BEGIN DATASET EXCERPTS

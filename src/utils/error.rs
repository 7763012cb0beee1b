use thiserror::Error;

#[derive(Error, Debug)]
pub enum AppDescError {
    #[error("Unknown application: {name}")]
    UnknownApplication { name: String },

    #[error("No primary application configured")]
    NoPrimaryConfigured,

    #[error("Application '{app}' has no config paths")]
    MissingConfigPath { app: String },

    #[error("Application '{name}' registered more than once in {field}")]
    DuplicateApplication { field: String, name: String },

    #[error("Invalid value for {field}: '{value}' ({reason})")]
    InvalidConfigValue {
        field: String,
        value: String,
        reason: String,
    },

    #[error("Registry file error: {message}")]
    ConfigParse { message: String },

    #[error("IO error: {0}")]
    Io(#[from] std::io::Error),

    #[error("Serialization error: {0}")]
    Serialization(#[from] serde_json::Error),
}

#[derive(Debug, Clone, Copy, PartialEq, Eq)]
pub enum ErrorCategory {
    Lookup,
    Registry,
    Io,
}

impl AppDescError {
    pub fn unknown(name: impl Into<String>) -> Self {
        Self::UnknownApplication { name: name.into() }
    }

    pub fn category(&self) -> ErrorCategory {
        match self {
            Self::UnknownApplication { .. } => ErrorCategory::Lookup,
            Self::NoPrimaryConfigured
            | Self::MissingConfigPath { .. }
            | Self::DuplicateApplication { .. }
            | Self::InvalidConfigValue { .. }
            | Self::ConfigParse { .. } => ErrorCategory::Registry,
            Self::Io(_) | Self::Serialization(_) => ErrorCategory::Io,
        }
    }

    pub fn recovery_suggestion(&self) -> String {
        match self {
            Self::UnknownApplication { name } => format!(
                "Check the spelling of '{}' or run `appdesc list` to see registered applications",
                name
            ),
            Self::NoPrimaryConfigured => {
                "Declare at least one entry under [[apps]] or set `primary`".to_string()
            }
            Self::MissingConfigPath { app } => {
                format!("Add at least one path to app_configs.{}", app)
            }
            Self::DuplicateApplication { field, name } => {
                format!("Remove the duplicate '{}' entry from {}", name, field)
            }
            Self::InvalidConfigValue { field, .. } => format!("Fix the value of `{}`", field),
            Self::ConfigParse { .. } => "Make sure the registry file is valid TOML".to_string(),
            Self::Io(_) => "Make sure the file exists and is readable".to_string(),
            Self::Serialization(_) => "Report this as a bug".to_string(),
        }
    }

    pub fn user_friendly_message(&self) -> String {
        match self.category() {
            ErrorCategory::Lookup => format!("Lookup failed: {}", self),
            ErrorCategory::Registry => format!("Registry is misconfigured: {}", self),
            ErrorCategory::Io => format!("Could not read registry: {}", self),
        }
    }
}

pub type Result<T> = std::result::Result<T, AppDescError>;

END DATASET EXCERPTS

WHAT TO PRODUCE: With no word changed, write the entries out once more.

EXERCISE RESULT:
filename src/utils/error.rs
repository 7763012cb0beee1b
use thiserror::Error;

#[derive(Error, Debug)]
pub enum AppDescError {
    #[error("Unknown application: {name}")]
    UnknownApplication { name: String },

    #[error("No primary application configured")]
    NoPrimaryConfigured,

    #[error("Application '{app}' has no config paths")]
    MissingConfigPath { app: String },

    #[error("Application '{name}' registered more than once in {field}")]
    DuplicateApplication { field: String, name: String },

    #[error("Invalid value for {field}: '{value}' ({reason})")]
    InvalidConfigValue {
        field: String,
        value: String,
        reason: String,
    },

    #[error("Registry file error: {message}")]
    ConfigParse { message: String },

    #[error("IO error: {0}")]
    Io(#[from] std::io::Error),

    #[error("Serialization error: {0}")]
    Serialization(#[from] serde_json::Error),
}

#[derive(Debug, Clone, Copy, PartialEq, Eq)]
pub enum ErrorCategory {
    Lookup,
    Registry,
    Io,
}

impl AppDescError {
    pub fn unknown(name: impl Into<String>) -> Self {
        Self::UnknownApplication { name: name.into() }
    }

    pub fn category(&self) -> ErrorCategory {
        match self {
            Self::UnknownApplication { .. } => ErrorCategory::Lookup,
            Self::NoPrimaryConfigured
            | Self::MissingConfigPath { .. }
            | Self::DuplicateApplication { .. }
            | Self::InvalidConfigValue { .. }
            | Self::ConfigParse { .. } => ErrorCategory::Registry,
            Self::Io(_) | Self::Serialization(_) => ErrorCategory::Io,
        }
    }

    pub fn recovery_suggestion(&self) -> String {
        match self {
            Self::UnknownApplication { name } => format!(
                "Check the spelling of '{}' or run `appdesc list` to see registered applications",
                name
            ),
            Self::NoPrimaryConfigured => {
                "Declare at least one entry under [[apps]] or set `primary`".to_string()
            }
            Self::MissingConfigPath { app } => {
                format!("Add at least one path to app_configs.{}", app)
            }
            Self::DuplicateApplication { field, name } => {
                format!("Remove the duplicate '{}' entry from {}", name, field)
            }
            Self::InvalidConfigValue { field, .. } => format!("Fix the value of `{}`", field),
            Self::ConfigParse { .. } => "Make sure the registry file is valid TOML".to_string(),
            Self::Io(_) => "Make sure the file exists and is readable".to_string(),
            Self::Serialization(_) => "Report this as a bug".to_string(),
        }
    }

    pub fn user_friendly_message(&self) -> String {
        match self.category() {
            ErrorCategory::Lookup => format!("Lookup failed: {}", self),
            ErrorCategory::Registry => format!("Registry is misconfigured: {}", self),
            ErrorCategory::Io => format!("Could not read registry: {}", self),
        }
    }
}

pub type Result<T> = std::result::Result<T, AppDescError>;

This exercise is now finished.